I drove around and saw signs for an estate sale. I followed the signs down a dirt road I've never been on before. The road was rutted and I drove slowly and my spirits began to lift a bit. It was one of those picture-perfect mornings. The sky a deep blue, the temperature comfortable, me driving down an unknown road to some unexplored place. I began to remember why I go to yard sales. I go into neighborhoods I would never otherwise visit, following the promise of great treasure. I get to be outdoors (usually) at the most inviting time of the year weatherwise. I see people I know from the community, I meet all sorts of pets...it's the Whole Experience, not just pursuing the acquisition of cheap stuff. It's an adventure. I've scored some great items over the years but I've also met great people, seen some amazing gardens and innovative architecture I wouldn't otherwise have access to. I've spent many a summer morning socializing with sellers as I rummage through their stuff and listen to their stories. Not a bad hobby really.
This was waiting for me at the estate sale at the end of the rutted road:A queen sized linen/cotton blend Pottery Barn duvet cover with matching bedskirt. Good quality and almost new. They were in a box with another really nice duvet cover (king size), 100% cotton, but no tag identifying the brand. $5 for the whole box. Things were looking up. Never mind how much I just convinced myself it was about the adventure. Score!
I headed next to the Catholic church's rummage sale. I've been before in years past and my expectations were low. Until I saw the fabric box:I swore I wasn't going to buy any more fabric before I use up what I already have. I usually don't have a problem ignoring fabric scraps as often the stuff dumped in boxes under tables at sales is cheap quality or weird material or sickeningly cutsey. But these I could not pass up at 25 cents a piece. These are quality fabrics, all with more than a yard left. The scraps in the plastic zip-lock bag (50 cents for the lot) are small squares of various styles in incredible colors (unfortunately the ugliest piece in the whole bag happens to be the one on top in the picture. Sorry!) I'm going to use them to make fabric journal covers.
I went through the mountains of clothes and found this. It's a nice linen shirt, not necessarily my style but I like the way it looks and fits. For 50 cents I figured I'd give it a go.

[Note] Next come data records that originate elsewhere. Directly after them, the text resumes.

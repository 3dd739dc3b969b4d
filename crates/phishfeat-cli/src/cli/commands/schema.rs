//! `phishfeat schema` – print the feature names in column order.

use phishfeat_core::schema::FEATURE_SCHEMA;

pub fn run_schema() {
    for (i, name) in FEATURE_SCHEMA.iter().enumerate() {
        println!("{:>2}  {}", i + 1, name);
    }
}
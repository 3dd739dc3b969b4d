//! `phishfeat batch <file>` – feature matrix as CSV.

use anyhow::{Context, Result};
use phishfeat_core::batch::{extract_many_with_threads, read_url_list, write_matrix};
use phishfeat_core::config::PhishfeatConfig;
use std::fs::File;
use std::io::{self, BufWriter, Write};
use std::path::Path;

pub fn run_batch(
    cfg: &PhishfeatConfig,
    path: &Path,
    labelled: bool,
    output: Option<&Path>,
) -> Result<()> {
    let entries = read_url_list(path, labelled)?;
    let urls: Vec<&str> = entries.iter().map(|e| e.url.as_str()).collect();
    let rows = extract_many_with_threads(&urls, cfg.batch_threads)?;
    let labels: Option<Vec<u8>> = if labelled {
        entries.iter().map(|e| e.label).collect()
    } else {
        None
    };
    tracing::info!(rows = rows.len(), labelled, "built feature matrix from {}", path.display());

    match output {
        Some(out_path) => {
            let file = File::create(out_path)
                .with_context(|| format!("create {}", out_path.display()))?;
            let mut w = BufWriter::new(file);
            write_matrix(&mut w, &rows, labels.as_deref())?;
            w.flush()?;
            eprintln!("Wrote {} rows to {}", rows.len(), out_path.display());
        }
        None => {
            let stdout = io::stdout();
            let mut w = BufWriter::new(stdout.lock());
            write_matrix(&mut w, &rows, labels.as_deref())?;
            w.flush()?;
        }
    }
    Ok(())
}
//! The fixed-schema feature vector.

use serde::{Deserialize, Serialize};
use std::fmt;

use crate::schema::{FEATURE_COUNT, FEATURE_SCHEMA};

/// One feature value, keeping integer columns integral.
#[derive(Debug, Clone, Copy, PartialEq)]
pub enum FeatureValue {
    Int(u64),
    Float(f64),
}

impl FeatureValue {
    pub fn as_f64(self) -> f64 {
        match self {
            FeatureValue::Int(v) => v as f64,
            FeatureValue::Float(v) => v,
        }
    }
}

impl fmt::Display for FeatureValue {
    fn fmt(&self, f: &mut fmt::Formatter<'_>) -> fmt::Result {
        match self {
            FeatureValue::Int(v) => write!(f, "{}", v),
            FeatureValue::Float(v) => write!(f, "{}", v),
        }
    }
}

/// Numeric representation of one URL, field order = schema order.
///
/// Indicator columns hold 0 or 1. `entropy` is finite, non-negative and
/// rounded to four decimals. Serializing yields the schema keys in order.
#[derive(Debug, Clone, Copy, PartialEq, Default, Serialize, Deserialize)]
pub struct FeatureVector {
    pub url_length: u64,
    pub hostname_length: u64,
    pub path_length: u64,
    pub query_length: u64,
    pub num_dots: u64,
    pub num_hyphens: u64,
    pub num_digits: u64,
    pub num_special_chars: u64,
    pub has_https: u8,
    pub has_ip: u8,
    pub has_at_symbol: u8,
    pub has_double_slash: u8,
    pub has_suspicious_tld: u8,
    pub keyword_count: u64,
    pub entropy: f64,
}

impl FeatureVector {
    /// The degenerate-input vector: every column zero.
    pub fn zeroed() -> Self {
        Self::default()
    }

    pub fn is_zero(&self) -> bool {
        *self == Self::zeroed()
    }

    /// Values in schema order.
    pub fn values(&self) -> [FeatureValue; FEATURE_COUNT] {
        use FeatureValue::{Float, Int};
        [
            Int(self.url_length),
            Int(self.hostname_length),
            Int(self.path_length),
            Int(self.query_length),
            Int(self.num_dots),
            Int(self.num_hyphens),
            Int(self.num_digits),
            Int(self.num_special_chars),
            Int(self.has_https.into()),
            Int(self.has_ip.into()),
            Int(self.has_at_symbol.into()),
            Int(self.has_double_slash.into()),
            Int(self.has_suspicious_tld.into()),
            Int(self.keyword_count),
            Float(self.entropy),
        ]
    }

    /// Columns as floats, the layout scalers and classifiers consume.
    pub fn to_array(&self) -> [f64; FEATURE_COUNT] {
        self.values().map(FeatureValue::as_f64)
    }

    /// `(name, value)` pairs in schema order.
    pub fn iter(&self) -> impl Iterator<Item = (&'static str, FeatureValue)> {
        FEATURE_SCHEMA.into_iter().zip(self.values())
    }

    pub fn get(&self, name: &str) -> Option<FeatureValue> {
        self.iter().find(|(n, _)| *n == name).map(|(_, v)| v)
    }

    /// Forces `entropy` to +0.0 when it is non-finite or not positive (this
    /// also folds -0.0). Every other column is unsigned and always in range.
    pub(crate) fn sanitized(mut self) -> Self {
        if !self.entropy.is_finite() || self.entropy <= 0.0 {
            self.entropy = 0.0;
        }
        self
    }
}
//! Whole-URL character counts and indicators. All scans run over the raw
//! input, not the parsed parts.

use once_cell::sync::Lazy;
use regex::Regex;

use crate::schema::{KEYWORDS, SPECIAL_CHARS};

/// Any Unicode decimal digit (`Nd`), not only ASCII.
static DIGIT: Lazy<Regex> = Lazy::new(|| Regex::new(r"\d").expect("digit pattern is valid"));

/// Characters with `Numeric_Type=Digit` that are not `Nd`: superscripts,
/// subscripts, circled and parenthesized forms, and a few historic scripts.
/// These count as digits for `num_digits` alongside `\d`.
const OTHER_DIGITS: &[(char, char)] = &[
    ('\u{B2}', '\u{B3}'),
    ('\u{B9}', '\u{B9}'),
    ('\u{1369}', '\u{1371}'),
    ('\u{19DA}', '\u{19DA}'),
    ('\u{2070}', '\u{2070}'),
    ('\u{2074}', '\u{2079}'),
    ('\u{2080}', '\u{2089}'),
    ('\u{2460}', '\u{2468}'),
    ('\u{2474}', '\u{247C}'),
    ('\u{2488}', '\u{2490}'),
    ('\u{24EA}', '\u{24EA}'),
    ('\u{24F5}', '\u{24FD}'),
    ('\u{24FF}', '\u{24FF}'),
    ('\u{2776}', '\u{277E}'),
    ('\u{2780}', '\u{2788}'),
    ('\u{278A}', '\u{2792}'),
    ('\u{10A40}', '\u{10A43}'),
    ('\u{10E60}', '\u{10E68}'),
    ('\u{11052}', '\u{1105A}'),
    ('\u{1F100}', '\u{1F10A}'),
];

fn is_other_digit(c: char) -> bool {
    OTHER_DIGITS
        .binary_search_by(|&(lo, hi)| {
            if hi < c {
                std::cmp::Ordering::Less
            } else if lo > c {
                std::cmp::Ordering::Greater
            } else {
                std::cmp::Ordering::Equal
            }
        })
        .is_ok()
}

/// Length in Unicode scalar values.
pub(super) fn char_len(s: &str) -> u64 {
    s.chars().count() as u64
}

pub(super) fn count_char(s: &str, needle: char) -> u64 {
    s.chars().filter(|c| *c == needle).count() as u64
}

/// Decimal digits (`\d`) plus the other digit characters in [`OTHER_DIGITS`].
pub(super) fn count_digits(s: &str) -> u64 {
    let decimal = DIGIT.find_iter(s).count();
    let other = s.chars().filter(|c| is_other_digit(*c)).count();
    (decimal + other) as u64
}

pub(super) fn count_special(s: &str) -> u64 {
    s.chars().filter(|c| SPECIAL_CHARS.contains(*c)).count() as u64
}

/// Case-sensitive prefix check on the raw string; `httpsfoo:` also matches.
pub(super) fn starts_with_https(s: &str) -> bool {
    s.starts_with("https")
}

/// More than one non-overlapping `//`, so the scheme separator alone does not count.
pub(super) fn has_double_slash(s: &str) -> bool {
    s.matches("//").count() > 1
}

/// Number of distinct keywords present in the lower-cased URL.
pub(super) fn keyword_count(s: &str) -> u64 {
    let lower = s.to_lowercase();
    KEYWORDS.iter().filter(|kw| lower.contains(*kw)).count() as u64
}

pub(super) fn flag(b: bool) -> u8 {
    u8::from(b)
}
//! Property tests: every input yields the full schema, in order, with finite
//! non-negative values, and the same input always yields the same vector.

use phishfeat_core::schema::{FEATURE_COUNT, FEATURE_SCHEMA};
use phishfeat_core::{extract, extract_bytes, FeatureValue};
use proptest::prelude::*;

fn assert_well_formed(url: &str) -> Result<(), TestCaseError> {
    let v = extract(url);
    let names: Vec<&str> = v.iter().map(|(n, _)| n).collect();
    prop_assert_eq!(names, FEATURE_SCHEMA.to_vec());

    let row = v.to_array();
    prop_assert_eq!(row.len(), FEATURE_COUNT);
    for x in row {
        prop_assert!(x.is_finite() && x >= 0.0, "bad value {} for {:?}", x, url);
    }
    for flag in [
        v.has_https,
        v.has_ip,
        v.has_at_symbol,
        v.has_double_slash,
        v.has_suspicious_tld,
    ] {
        prop_assert!(flag <= 1);
    }
    prop_assert!(v.keyword_count <= 10);
    prop_assert!(v.hostname_length <= v.url_length);
    prop_assert!(v.path_length <= v.url_length);
    prop_assert!(v.query_length <= v.url_length);
    prop_assert!(matches!(v.get("entropy"), Some(FeatureValue::Float(_))));
    Ok(())
}

fn url_like() -> impl Strategy<Value = String> {
    (
        prop_oneof![
            Just(""),
            Just("http://"),
            Just("https://"),
            Just("//"),
            Just("ftp://"),
            Just("javascript:")
        ],
        "[a-zA-Z0-9.@:\\[\\]-]{0,24}",
        "(/[a-z0-9;%._~-]{0,8}){0,4}",
        proptest::option::of("[a-z0-9=&]{0,16}"),
        proptest::option::of("[a-z0-9]{0,8}"),
    )
        .prop_map(|(scheme, host, path, query, frag)| {
            let mut s = format!("{scheme}{host}{path}");
            if let Some(q) = query {
                s.push('?');
                s.push_str(&q);
            }
            if let Some(f) = frag {
                s.push('#');
                s.push_str(&f);
            }
            s
        })
}

proptest! {
    #[test]
    fn arbitrary_strings_yield_full_schema(s in any::<String>()) {
        assert_well_formed(&s)?;
    }

    #[test]
    fn url_shaped_strings_yield_full_schema(s in url_like()) {
        assert_well_formed(&s)?;
    }

    #[test]
    fn extraction_is_deterministic(s in any::<String>()) {
        prop_assert_eq!(extract(&s), extract(&s));
    }

    #[test]
    fn arbitrary_bytes_never_panic(bytes in proptest::collection::vec(any::<u8>(), 0..128)) {
        let v = extract_bytes(&bytes);
        prop_assert_eq!(v.iter().count(), FEATURE_COUNT);
    }

    #[test]
    fn whitespace_only_is_zero(s in "[ \t\r\n]{0,16}") {
        prop_assert!(extract(&s).is_zero());
    }
}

This next item is odd and I don't quite know what to make of it. Here is the cover:Yes, that says four color-etch prints by Lionel Barrymore. There are 4 small prints tucked inside (3 shown): The prints are very highly colored and have a silvery sheen to them. There is a whole little story about how Lionel painted scenes of the sea when he wasn't being Henry Potter plotting the demise of Bedford Falls. Who knew that he was also a fine artist? These prints are in a folder labeled " presented with the compliments of" some Realty company. Part of a welcome wagon package? The set was a buck and it kept beckoning me back. I often buy odd little things like this. I have a raven's brain. "Shiny and glittering"? Must bring it back to the nest!
Finally, this item I purchased for 25 cents:There is a hand written label on the bottom that says "Old Tin Glaze. Austria. $16". Sure enough, Austria is etched on the back of the piece. It's a bank with no way to open it except the old fashioned way. With a hammer. I have no idea what tin glaze is. I'll have to do some research.
It turned out to be a good weekend. What did y'all find?